Purification and Characterization of a Pregnancy-Associated Protein: TJ6s
Article first published online: 9 MAY 2013
American Journal of Reproductive Immunology
Volume 33, Issue 1, pages 60–67, January 1995
How to Cite
Mandal, M. and Beaman, K. D. (1995), Purification and Characterization of a Pregnancy-Associated Protein: TJ6s. American Journal of Reproductive Immunology, 33: 60–67. doi: 10.1111/j.1600-0897.1995.tb01139.x
- Issue published online: 9 MAY 2013
- Article first published online: 9 MAY 2013
- Accepted September 29, 1994
- suppressive factor;
- murine fetoplacental unit;
PROBLEM: Characterization of the soluble form of a novel protein, TJ6 (TJ6s) with immune suppressive activity from murine fetoplacental units.

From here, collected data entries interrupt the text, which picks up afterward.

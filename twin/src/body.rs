//! Decoded view of a response body.

use serde::de::DeserializeOwned;
use serde_json::Value;

/// A response body, interpreted by shape.
///
/// Twins answer with JSON almost everywhere, but error pages from proxies
/// and the binary `/fetch` endpoint do not. The body is decoded into
/// whichever shape it arrived in; nothing is dropped or coerced.
#[derive(Debug, Clone, PartialEq)]
pub enum ResponseBody {
    /// No body at all.
    Empty,
    /// A JSON document.
    Json(Value),
    /// UTF-8 text that is not JSON.
    Text(String),
    /// Anything else.
    Binary(Vec<u8>),
}

impl ResponseBody {
    /// Interprets raw body bytes.
    ///
    /// Only a zero-length body is [`ResponseBody::Empty`]. Otherwise tries
    /// JSON first, then UTF-8 text, and falls back to raw bytes.
    #[must_use]
    pub fn from_bytes(bytes: Vec<u8>) -> Self {
        if bytes.is_empty() {
            return Self::Empty;
        }
        if let Ok(value) = serde_json::from_slice::<Value>(&bytes) {
            return Self::Json(value);
        }
        match String::from_utf8(bytes) {
            Ok(text) => Self::Text(text),
            Err(err) => Self::Binary(err.into_bytes()),
        }
    }

    /// Returns the JSON document, if the body is one.
    #[must_use]
    pub const fn as_json(&self) -> Option<&Value> {
        match self {
            Self::Json(value) => Some(value),
            _ => None,
        }
    }

    /// Returns `true` if the body is empty.
    #[must_use]
    pub const fn is_empty(&self) -> bool {
        matches!(self, Self::Empty)
    }

    /// Returns the `error` string of a `{ "error": "..." }` body.
    #[must_use]
    pub fn error_message(&self) -> Option<&str> {
        self.as_json()?.get("error")?.as_str()
    }

    /// Deserializes the JSON body into `T`.
    ///
    /// # Errors
    ///
    /// Returns a [`serde_json::Error`] if the body is not JSON or does not
    /// match `T`.
    pub fn decode<T: DeserializeOwned>(&self) -> Result<T, serde_json::Error> {
        match self {
            Self::Json(value) => T::deserialize(value),
            Self::Empty => serde_json::from_slice(b""),
            Self::Text(text) => serde_json::from_str(text),
            Self::Binary(bytes) => serde_json::from_slice(bytes),
        }
    }

    /// Converts the body back into bytes.
    ///
    /// A JSON body is re-serialised compactly, so its bytes may differ from
    /// those received. [`ErrorDetail::raw`](crate::ErrorDetail::raw) keeps the
    /// original.
    #[must_use]
    pub fn into_bytes(self) -> Vec<u8> {
        match self {
            Self::Empty => Vec::new(),
            Self::Json(value) => value.to_string().into_bytes(),
            Self::Text(text) => text.into_bytes(),
            Self::Binary(bytes) => bytes,
        }
    }
}

impl From<Value> for ResponseBody {
    fn from(value: Value) -> Self {
        Self::Json(value)
    }
}
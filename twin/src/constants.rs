//! Endpoint paths and protocol constants of the twin HTTP API.

/// Public info document.
pub const INFO_PATH: &str = "info";

/// Prefix of the micropay path `pay/{address}/{type}/{amount}/{url}`.
pub const PAY_PATH: &str = "pay";

/// Binary file upload.
pub const IMPORT_PATH: &str = "import";

/// Prefix of the binary download path `fetch/{id}`.
pub const FETCH_PATH: &str = "fetch";

/// Path segment appended to a destination twin's URL to address its
/// paywalled content.
pub const PAYWALL_SEGMENT: &str = "paywall";

/// Query parameter carrying the API key.
pub const API_KEY_PARAM: &str = "apiKey";

/// Content type of JSON requests.
pub const JSON_CONTENT_TYPE: &str = "application/json";

/// Content type of binary uploads.
pub const BINARY_CONTENT_TYPE: &str = "application/octet-stream";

METHOD: Preferential ammonium sulfate precipitation, gel filtration and ion-exchange chromatography were employed to purify the protein TJ6s from murine fetoplacental units using an anti-peptide antibody as a detection tool. Biological activity of the purified protein was studied in lymphocyte proliferation assays.
RESULTS: Purified TJ6s has a Mr of approximately 18 kDa as evidenced by SDS-PAGE in both reducing and non reducing conditions. It exerted a strong anti-proliferative activity in both anti-CD3 and Con A proliferation lymphocyte proliferation assays but not in a PHA assay, suggesting that the anti-proliferative effects on T cells are exerted only on cells specifically activated directly through T cell receptor complex.
CONCLUSION: The results indicate that TJ6s is a novel anti-proliferative protein that has many of the characteristics that are considered necessary for survival of the fetal allograft.